_YOUR OBJECTIVE_
Your answer must be the full listing, reproduced exactly.

——

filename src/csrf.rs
use actix_session::Session;
use rand::Rng;

use crate::errors::AppError;

const SESSION_KEY: &str = "csrf_token";

/// Get the CSRF token from the session, or generate a new one.
pub fn get_or_create_token(session: &Session) -> String {
    if let Ok(Some(token)) = session.get::<String>(SESSION_KEY) {
        return token;
    }
    let token = generate_token();
    if let Err(e) = session.insert(SESSION_KEY, &token) {
        log::warn!("Could not store CSRF token in session: {e}");
    }
    token
}

/// Check a submitted form token against the one held in the session.
pub fn validate_csrf(session: &Session, submitted: &str) -> Result<(), AppError> {
    let stored = session
        .get::<String>(SESSION_KEY)
        .unwrap_or(None)
        .unwrap_or_default();
    if stored.is_empty() || !constant_time_eq(&stored, submitted) {
        return Err(AppError::Csrf);
    }
    Ok(())
}

/// Random 32-byte hex token.
fn generate_token() -> String {
    let mut rng = rand::rng();
    let bytes: [u8; 32] = rng.random();
    hex::encode(bytes)
}

fn constant_time_eq(a: &str, b: &str) -> bool {
    if a.len() != b.len() {
        return false;
    }
    a.bytes()
        .zip(b.bytes())
        .fold(0u8, |acc, (x, y)| acc | (x ^ y))
        == 0
}
use actix_web::cookie::Key;

/// Runtime settings, read from the environment (and `.env` via dotenvy).
#[derive(Debug, Clone)]
pub struct AppConfig {
    pub database_url: String,
    pub bind_addr: String,
    pub db_max_connections: u32,
    pub session_key: Option<String>,
    pub seed_demo: bool,
    pub app_name: String,
}

impl Default for AppConfig {
    fn default() -> Self {
        Self {
            database_url: "sqlite://data/premios.db".to_string(),
            bind_addr: "127.0.0.1:8080".to_string(),
            db_max_connections: 8,
            session_key: None,
            seed_demo: false,
            app_name: "Premios".to_string(),
        }
    }
}

impl AppConfig {
    pub fn from_env() -> Self {
        Self::from_lookup(|key| std::env::var(key).ok())
    }

    /// Build from any key lookup. Unset keys keep their defaults.
    pub fn from_lookup(lookup: impl Fn(&str) -> Option<String>) -> Self {
        let defaults = Self::default();

        let db_max_connections = match lookup("DB_MAX_CONNECTIONS") {
            Some(raw) => match raw.trim().parse::<u32>() {
                Ok(n) if n > 0 => n,
                _ => {
                    log::warn!(
                        "Invalid DB_MAX_CONNECTIONS {raw:?}, using {}",
                        defaults.db_max_connections
                    );
                    defaults.db_max_connections
                }
            },
            None => defaults.db_max_connections,
        };

        let seed_demo = lookup("SEED_DEMO")
            .map(|v| matches!(v.trim().to_ascii_lowercase().as_str(), "1" | "true" | "yes"))
            .unwrap_or(defaults.seed_demo);

        Self {
            database_url: lookup("DATABASE_URL").unwrap_or(defaults.database_url),
            bind_addr: lookup("BIND_ADDR").unwrap_or(defaults.bind_addr),
            db_max_connections,
            session_key: lookup("SESSION_KEY"),
            seed_demo,
            app_name: lookup("APP_NAME").unwrap_or(defaults.app_name),
        }
    }

    /// Cookie signing key. SESSION_KEY must be at least 64 bytes to be used,
    /// otherwise a random key is generated and sessions end on restart.
    pub fn cookie_key(&self) -> Key {
        match &self.session_key {
            Some(val) if val.len() >= 64 => {
                log::info!("Using SESSION_KEY from environment");
                Key::from(val.as_bytes())
            }
            Some(val) => {
                log::warn!("SESSION_KEY too short ({} bytes, need 64+), generating random key", val.len());
                Key::generate()
            }
            None => {
                log::warn!("No SESSION_KEY set, generating random key (sessions lost on restart)");
                Key::generate()
            }
        }
    }
}
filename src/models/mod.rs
pub mod choice;
pub mod question;
pub mod timestamp;
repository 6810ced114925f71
pub mod clock;
pub mod config;
pub mod csrf;
pub mod db;
pub mod errors;
pub mod handlers;
pub mod models;
pub mod routes;
pub mod templates_structs;
pub mod validate;
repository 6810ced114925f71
use sqlx::{Executor, Sqlite};

use crate::db::DbPool;
use crate::errors::AppError;
use super::types::Choice;

/// Add a choice to a question. Returns the new choice id.
pub async fn create<'e, E>(executor: E, question_id: i64, choice_text: &str) -> Result<i64, AppError>
where
    E: Executor<'e, Database = Sqlite>,
{
    let result = sqlx::query(
        "INSERT INTO choices (question_id, choice_text, votes) VALUES (?1, ?2, 0)",
    )
    .bind(question_id)
    .bind(choice_text)
    .execute(executor)
    .await?;
    Ok(result.last_insert_rowid())
}

pub async fn find_by_id(pool: &DbPool, id: i64) -> Result<Option<Choice>, AppError> {
    let choice = sqlx::query_as::<_, Choice>(
        "SELECT id, question_id, choice_text, votes FROM choices WHERE id = ?1",
    )
    .bind(id)
    .fetch_optional(pool)
    .await?;
    Ok(choice)
}

pub async fn find_for_question(pool: &DbPool, question_id: i64) -> Result<Vec<Choice>, AppError> {
    let choices = sqlx::query_as::<_, Choice>(
        "SELECT id, question_id, choice_text, votes FROM choices \
         WHERE question_id = ?1 ORDER BY id",
    )
    .bind(question_id)
    .fetch_all(pool)
    .await?;
    Ok(choices)
}

/// Add one vote to a choice of the given question in a single statement.
///
/// Returns false when the choice does not exist or belongs to another question;
/// nothing is written in that case.
pub async fn increment_votes(
    pool: &DbPool,
    question_id: i64,
    choice_id: i64,
) -> Result<bool, AppError> {
    let result = sqlx::query(
        "UPDATE choices SET votes = votes + 1 WHERE id = ?1 AND question_id = ?2",
    )
    .bind(choice_id)
    .bind(question_id)
    .execute(pool)
    .await?;
    Ok(result.rows_affected() == 1)
}
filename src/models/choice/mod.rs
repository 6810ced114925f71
pub mod types;
pub mod queries;

pub use types::*;
pub use queries::*;
#[derive(Debug, Clone, PartialEq, Eq, sqlx::FromRow)]
pub struct Choice {
    pub id: i64,
    pub question_id: i64,
    pub choice_text: String,
    pub votes: i64,
}
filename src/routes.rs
use actix_session::{SessionMiddleware, storage::CookieSessionStore};
use actix_web::{web, HttpResponse, ResponseError, cookie::Key};

use crate::errors::AppError;
use crate::handlers::poll_handlers;

/// Poll routes. Every handler takes the question id from the path.
pub fn configure(cfg: &mut web::ServiceConfig) {
    cfg.route("/", web::get().to(poll_handlers::index))
        .route("/detail/{id}", web::get().to(poll_handlers::detail))
        .route("/results/{id}", web::get().to(poll_handlers::results))
        .route("/vote/{id}", web::post().to(poll_handlers::vote));
}

/// Fallback for unmatched paths (register with `default_service`).
pub async fn not_found() -> HttpResponse {
    AppError::NotFound.error_response()
}

pub fn session_middleware(key: Key) -> SessionMiddleware<CookieSessionStore> {
    SessionMiddleware::builder(CookieSessionStore::default(), key)
        .cookie_secure(false)
        .cookie_http_only(true)
        .build()
}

——

_EXERCISE ANSWER_
filename src/csrf.rs
use actix_session::Session;
use rand::Rng;

use crate::errors::AppError;

const SESSION_KEY: &str = "csrf_token";

/// Get the CSRF token from the session, or generate a new one.
pub fn get_or_create_token(session: &Session) -> String {
    if let Ok(Some(token)) = session.get::<String>(SESSION_KEY) {
        return token;
    }
    let token = generate_token();
    if let Err(e) = session.insert(SESSION_KEY, &token) {
        log::warn!("Could not store CSRF token in session: {e}");
    }
    token
}

/// Check a submitted form token against the one held in the session.
pub fn validate_csrf(session: &Session, submitted: &str) -> Result<(), AppError> {
    let stored = session
        .get::<String>(SESSION_KEY)
        .unwrap_or(None)
        .unwrap_or_default();
    if stored.is_empty() || !constant_time_eq(&stored, submitted) {
        return Err(AppError::Csrf);
    }
    Ok(())
}

/// Random 32-byte hex token.
fn generate_token() -> String {
    let mut rng = rand::rng();
    let bytes: [u8; 32] = rng.random();
    hex::encode(bytes)
}

fn constant_time_eq(a: &str, b: &str) -> bool {
    if a.len() != b.len() {
        return false;
    }
    a.bytes()
        .zip(b.bytes())
        .fold(0u8, |acc, (x, y)| acc | (x ^ y))
        == 0
}
use actix_web::cookie::Key;

/// Runtime settings, read from the environment (and `.env` via dotenvy).
#[derive(Debug, Clone)]
pub struct AppConfig {
    pub database_url: String,
    pub bind_addr: String,
    pub db_max_connections: u32,
    pub session_key: Option<String>,
    pub seed_demo: bool,
    pub app_name: String,
}

impl Default for AppConfig {
    fn default() -> Self {
        Self {
            database_url: "sqlite://data/premios.db".to_string(),
            bind_addr: "127.0.0.1:8080".to_string(),
            db_max_connections: 8,
            session_key: None,
            seed_demo: false,
            app_name: "Premios".to_string(),
        }
    }
}

impl AppConfig {
    pub fn from_env() -> Self {
        Self::from_lookup(|key| std::env::var(key).ok())
    }

    /// Build from any key lookup. Unset keys keep their defaults.
    pub fn from_lookup(lookup: impl Fn(&str) -> Option<String>) -> Self {
        let defaults = Self::default();

        let db_max_connections = match lookup("DB_MAX_CONNECTIONS") {
            Some(raw) => match raw.trim().parse::<u32>() {
                Ok(n) if n > 0 => n,
                _ => {
                    log::warn!(
                        "Invalid DB_MAX_CONNECTIONS {raw:?}, using {}",
                        defaults.db_max_connections
                    );
                    defaults.db_max_connections
                }
            },
            None => defaults.db_max_connections,
        };

        let seed_demo = lookup("SEED_DEMO")
            .map(|v| matches!(v.trim().to_ascii_lowercase().as_str(), "1" | "true" | "yes"))
            .unwrap_or(defaults.seed_demo);

        Self {
            database_url: lookup("DATABASE_URL").unwrap_or(defaults.database_url),
            bind_addr: lookup("BIND_ADDR").unwrap_or(defaults.bind_addr),
            db_max_connections,
            session_key: lookup("SESSION_KEY"),
            seed_demo,
            app_name: lookup("APP_NAME").unwrap_or(defaults.app_name),
        }
    }

    /// Cookie signing key. SESSION_KEY must be at least 64 bytes to be used,
    /// otherwise a random key is generated and sessions end on restart.
    pub fn cookie_key(&self) -> Key {
        match &self.session_key {
            Some(val) if val.len() >= 64 => {
                log::info!("Using SESSION_KEY from environment");
                Key::from(val.as_bytes())
            }
            Some(val) => {
                log::warn!("SESSION_KEY too short ({} bytes, need 64+), generating random key", val.len());
                Key::generate()
            }
            None => {
                log::warn!("No SESSION_KEY set, generating random key (sessions lost on restart)");
                Key::generate()
            }
        }
    }
}
filename src/models/mod.rs
pub mod choice;
pub mod question;
pub mod timestamp;
repository 6810ced114925f71
pub mod clock;
pub mod config;
pub mod csrf;
pub mod db;
pub mod errors;
pub mod handlers;
pub mod models;
pub mod routes;
pub mod templates_structs;
pub mod validate;
repository 6810ced114925f71
use sqlx::{Executor, Sqlite};

use crate::db::DbPool;
use crate::errors::AppError;
use super::types::Choice;

/// Add a choice to a question. Returns the new choice id.
pub async fn create<'e, E>(executor: E, question_id: i64, choice_text: &str) -> Result<i64, AppError>
where
    E: Executor<'e, Database = Sqlite>,
{
    let result = sqlx::query(
        "INSERT INTO choices (question_id, choice_text, votes) VALUES (?1, ?2, 0)",
    )
    .bind(question_id)
    .bind(choice_text)
    .execute(executor)
    .await?;
    Ok(result.last_insert_rowid())
}

pub async fn find_by_id(pool: &DbPool, id: i64) -> Result<Option<Choice>, AppError> {
    let choice = sqlx::query_as::<_, Choice>(
        "SELECT id, question_id, choice_text, votes FROM choices WHERE id = ?1",
    )
    .bind(id)
    .fetch_optional(pool)
    .await?;
    Ok(choice)
}

pub async fn find_for_question(pool: &DbPool, question_id: i64) -> Result<Vec<Choice>, AppError> {
    let choices = sqlx::query_as::<_, Choice>(
        "SELECT id, question_id, choice_text, votes FROM choices \
         WHERE question_id = ?1 ORDER BY id",
    )
    .bind(question_id)
    .fetch_all(pool)
    .await?;
    Ok(choices)
}

/// Add one vote to a choice of the given question in a single statement.
///
/// Returns false when the choice does not exist or belongs to another question;
/// nothing is written in that case.
pub async fn increment_votes(
    pool: &DbPool,
    question_id: i64,
    choice_id: i64,
) -> Result<bool, AppError> {
    let result = sqlx::query(
        "UPDATE choices SET votes = votes + 1 WHERE id = ?1 AND question_id = ?2",
    )
    .bind(choice_id)
    .bind(question_id)
    .execute(pool)
    .await?;
    Ok(result.rows_affected() == 1)
}
filename src/models/choice/mod.rs
repository 6810ced114925f71
pub mod types;
pub mod queries;

pub use types::*;
pub use queries::*;
#[derive(Debug, Clone, PartialEq, Eq, sqlx::FromRow)]
pub struct Choice {
    pub id: i64,
    pub question_id: i64,
    pub choice_text: String,
    pub votes: i64,
}
filename src/routes.rs
use actix_session::{SessionMiddleware, storage::CookieSessionStore};
use actix_web::{web, HttpResponse, ResponseError, cookie::Key};

use crate::errors::AppError;
use crate::handlers::poll_handlers;

/// Poll routes. Every handler takes the question id from the path.
pub fn configure(cfg: &mut web::ServiceConfig) {
    cfg.route("/", web::get().to(poll_handlers::index))
        .route("/detail/{id}", web::get().to(poll_handlers::detail))
        .route("/results/{id}", web::get().to(poll_handlers::results))
        .route("/vote/{id}", web::post().to(poll_handlers::vote));
}

/// Fallback for unmatched paths (register with `default_service`).
pub async fn not_found() -> HttpResponse {
    AppError::NotFound.error_response()
}

pub fn session_middleware(key: Key) -> SessionMiddleware<CookieSessionStore> {
    SessionMiddleware::builder(CookieSessionStore::default(), key)
        .cookie_secure(false)
        .cookie_http_only(true)
        .build()
}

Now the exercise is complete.